No man’s land, Les photographies de Lynne Cohen – Catherine Pomparat

[Hiver 2001-2002]

Texte de Ann Thomas, entretien avec Lynne Cohen
Éditions Thames & Hudson, Paris, 2001, 160 p. (120 photos)

On pense ici d’emblée aux plus grands noms de l’histoire de la photographie : Walker Evans (American Photographs) et August Sander (Hommes du XXe siècle). Ce n’est pas le choix des sujets (bien que le caractère archivistique des uns et des autres les lie intimement) mais la rigueur et l’exactitude intraitables de leur démarche qui rapprochent ces trois grands artistes.

La réussite exceptionnelle de ce livre est de mettre en valeur l’irréductibilité de la démarche de Lynne Cohen. Malgré le titre du livre, No man’s land, le défaut de présence humaine n’est pas sa caractéristique principale. L’œuvre de Lynne Cohen est chargée du poids toujours croissant de l’histoire et de l’histoire de l’art en particulier. On y trouve des formes : le design, la division quadrangulaire des espaces, la géométrie anguleuse des lieux fonctionnels, les tonalités glacées des lumières artificielles, les surfaces lisses et dématérialisées des mobiliers professionnels; des points de vue : les rapports d’échelle exagérés, les symétries systématiques, l’inflexible uniformisation des plans, les aplats irréductibles des valeurs, la modélisation intégriste des choses; des objets : des fauteuils anthropomorphes, des poissons plastifiés volants, des mannequins standardisés, des tables-lits et des lits-tables, des écrans blancs, des tableaux noirs, des aquariums aériens, des armements dématérialisés, des alignements de boîtes diverses, des cibles. Formes, points de vue, objets repensés à travers des œuvres du pop art et de l’art minimal, par exemple, et surtout à partir du ready-made, emblématique de l’art depuis bientôt un siècle.

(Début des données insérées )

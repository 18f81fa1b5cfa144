//! Which identity moves a file.

use crate::core::config;
use crate::transport::{Actor, Transport};

/// Size ceilings of both identities, in bytes
#[derive(Debug, Clone, Copy, PartialEq, Eq)]
pub struct SizeLimits {
    pub primary: u64,
    pub elevated: u64,
}

impl SizeLimits {
    pub fn from_config() -> Self {
        Self {
            primary: *config::limits::PRIMARY_MAX_FILE_SIZE,
            elevated: *config::limits::ELEVATED_MAX_FILE_SIZE,
        }
    }

    /// Ceiling that applies given elevated availability
    pub fn effective(&self, elevated_available: bool) -> u64 {
        if elevated_available {
            self.elevated.max(self.primary)
        } else {
            self.primary
        }
    }
}

#[derive(Debug, Clone, Copy, PartialEq, Eq)]
pub enum ActorChoice {
    Use(Actor),
    /// No available identity can move a file this large
    TooLarge { limit: u64 },
}

/// Decision table:
///
/// | size            | elevated available | choice     |
/// |-----------------|--------------------|------------|
/// | <= primary      | any                | primary    |
/// | <= elevated     | yes                | elevated   |
/// | otherwise       | any                | too large  |
pub fn select_actor(size: u64, elevated_available: bool, limits: SizeLimits) -> ActorChoice {
    if size <= limits.primary {
        ActorChoice::Use(Actor::Primary)
    } else if elevated_available && size <= limits.elevated {
        ActorChoice::Use(Actor::Elevated)
    } else {
        ActorChoice::TooLarge {
            limit: limits.effective(elevated_available),
        }
    }
}

/// True when the elevated identity is configured and answers right now
pub async fn elevated_available(transport: &dyn Transport) -> bool {
    transport.has_elevated() && transport.is_connected(Actor::Elevated).await
}

/// Actor for an upload of `size` bytes. Falls back to the primary identity
/// when the elevated one was picked but fails its liveness check.
pub async fn upload_actor(transport: &dyn Transport, size: u64, limits: SizeLimits) -> Actor {
    match select_actor(size, transport.has_elevated(), limits) {
        ActorChoice::Use(Actor::Elevated) => {
            if transport.is_connected(Actor::Elevated).await {
                Actor::Elevated
            } else {
                log::warn!("⚠️ Elevated identity is not connected, uploading with primary");
                Actor::Primary
            }
        }
        ActorChoice::Use(actor) => actor,
        ActorChoice::TooLarge { .. } => Actor::Primary,
    }
}

#[cfg(test)]
mod tests {
    use super::*;
    use pretty_assertions::assert_eq;

    const LIMITS: SizeLimits = SizeLimits {
        primary: 100,
        elevated: 400,
    };

    #[test]
    fn test_small_files_use_primary() {
        assert_eq!(select_actor(100, true, LIMITS), ActorChoice::Use(Actor::Primary));
        assert_eq!(select_actor(1, false, LIMITS), ActorChoice::Use(Actor::Primary));
    }

    #[test]
    fn test_large_files_need_elevated() {
        assert_eq!(select_actor(101, true, LIMITS), ActorChoice::Use(Actor::Elevated));
        assert_eq!(select_actor(101, false, LIMITS), ActorChoice::TooLarge { limit: 100 });
    }

    #[test]
    fn test_too_large_for_everyone() {
        assert_eq!(select_actor(401, true, LIMITS), ActorChoice::TooLarge { limit: 400 });
    }
}
//! In-flight de-duplication.
//!
//! The transport occasionally delivers the same file twice. The first
//! delivery takes a ticket; a second delivery inside the window finds the
//! entry and is dropped silently. The ticket removes its entry on drop, so a
//! job that fails halfway still releases the file. An entry older than the
//! window no longer blocks anyone.

use dashmap::mapref::entry::Entry;
use dashmap::DashMap;
use std::sync::atomic::{AtomicU64, Ordering};
use std::sync::Arc;
use std::time::{Duration, Instant};

#[derive(Debug, Default)]
struct Inner {
    entries: DashMap<String, (Instant, u64)>,
    next_id: AtomicU64,
}

#[derive(Debug, Clone)]
pub struct InFlightGuard {
    inner: Arc<Inner>,
    window: Duration,
}

impl InFlightGuard {
    pub fn new(window: Duration) -> Self {
        Self {
            inner: Arc::new(Inner::default()),
            window,
        }
    }

    /// Takes the slot for `key`, or `None` when it was taken less than a window ago
    pub fn try_acquire(&self, key: &str) -> Option<InFlightTicket> {
        let id = self.inner.next_id.fetch_add(1, Ordering::Relaxed);
        match self.inner.entries.entry(key.to_string()) {
            Entry::Occupied(entry) if entry.get().0.elapsed() < self.window => return None,
            Entry::Occupied(mut entry) => {
                log::debug!("Stale in-flight entry for {}, taking over", key);
                entry.insert((Instant::now(), id));
            }
            Entry::Vacant(entry) => {
                entry.insert((Instant::now(), id));
            }
        }
        Some(InFlightTicket {
            inner: Arc::clone(&self.inner),
            key: key.to_string(),
            id,
        })
    }

    pub fn contains(&self, key: &str) -> bool {
        self.inner.entries.contains_key(key)
    }

    pub fn len(&self) -> usize {
        self.inner.entries.len()
    }

    pub fn is_empty(&self) -> bool {
        self.inner.entries.is_empty()
    }
}

/// Held for the lifetime of one job
#[derive(Debug)]
pub struct InFlightTicket {
    inner: Arc<Inner>,
    key: String,
    id: u64,
}

impl Drop for InFlightTicket {
    fn drop(&mut self) {
        // Only remove our own entry; a stale takeover owns the slot now
        self.inner.entries.remove_if(&self.key, |_, (_, id)| *id == self.id);
    }
}

#[cfg(test)]
mod tests {
    use super::*;

    #[test]
    fn test_second_acquire_within_window_is_rejected() {
        let guard = InFlightGuard::new(Duration::from_secs(10));
        let ticket = guard.try_acquire("file-1");
        assert!(ticket.is_some());
        assert!(guard.try_acquire("file-1").is_none());
        assert!(guard.try_acquire("file-2").is_some());
    }

    #[test]
    fn test_drop_releases_entry() {
        let guard = InFlightGuard::new(Duration::from_secs(10));
        {
            let _ticket = guard.try_acquire("file-1").unwrap();
            assert!(guard.contains("file-1"));
        }
        assert!(!guard.contains("file-1"));
        assert!(guard.try_acquire("file-1").is_some());
    }

    #[test]
    fn test_stale_entry_is_taken_over() {
        let guard = InFlightGuard::new(Duration::from_millis(0));
        let first = guard.try_acquire("file-1").unwrap();
        let second = guard.try_acquire("file-1").unwrap();

        // The stale ticket must not evict the new owner
        drop(first);
        assert!(guard.contains("file-1"));
        drop(second);
        assert!(guard.is_empty());
    }
}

De la photographie de la jaquette à la dernière reproduction (une iconographie d’une grande qualité), on est pris par ces « installations trouvées » désignées par des mots inscrits sous l’image, qui ne sont pas des titres (ni nom de lieu, ni date de prise de vue), mais au sens littéral des légendes : laboratoire, hall, salle de cours, salle d’exposition, établissement thermal, stand de tir, installation militaire. Après une centaine de photographies, c’est la pétrification totale dans un corridor dont la seule échappatoire est une « petite » machine à écrire dont la profondeur d’une salle vue à travers une fenêtre vitrée simule la disposition en vitrine. Dans un entretien très riche, Lynne Cohen souligne l’importance du « camouflage » dans son œuvre. Au delà de leur fonction de désignation, les mots inscrits en légende relèvent de la même intention que la dénomination et l’organisation des cinq chapitres du livre de photographies : « Sentiments mitigés », « Signes de vie », « Fumées et miroirs », « Notoriété publique », « Terrain neutre ». Lynne Cohen ne se borne pas à enregistrer passivement ce qui existe indépendamment d’elle, elle photographie en connaissance de cause. Ce que le texte d’introduction du livre écrit par Ann Thomas, conservatrice du Fonds photographique du Musée des beaux-arts du Canada, traduit dans son intitulé même par « S’approprier le quotidien ». Ce texte est lui-même une très pertinente appropriation de l’œuvre photographique de l’artiste et une mise en mots de ses procédés descriptifs tout à fait explicite.

Il ne fait aucun doute que ce très bel ouvrage et les photographies qui y sont reproduites – qui pourront bientôt être vues au Musée des beaux-arts du Canada et au Musée de l’Élysée de Lausanne, expositions dont ce livre est le catalogue – feront encore écrire à leur sujet. Lynne Cohen, tellement sensible aux questions les plus graves de notre époque, sait que se tromper de mot peut entraîner l’humanité au désastre. Sans occulter l’humour latent du travail de cette artiste majeure de notre temps, entre visible et lisible et à la juste distance des choses, Lynne Cohen a trouvé l’« essence du cliché ». La qualité rare de ce livre en rend compte parfaitement.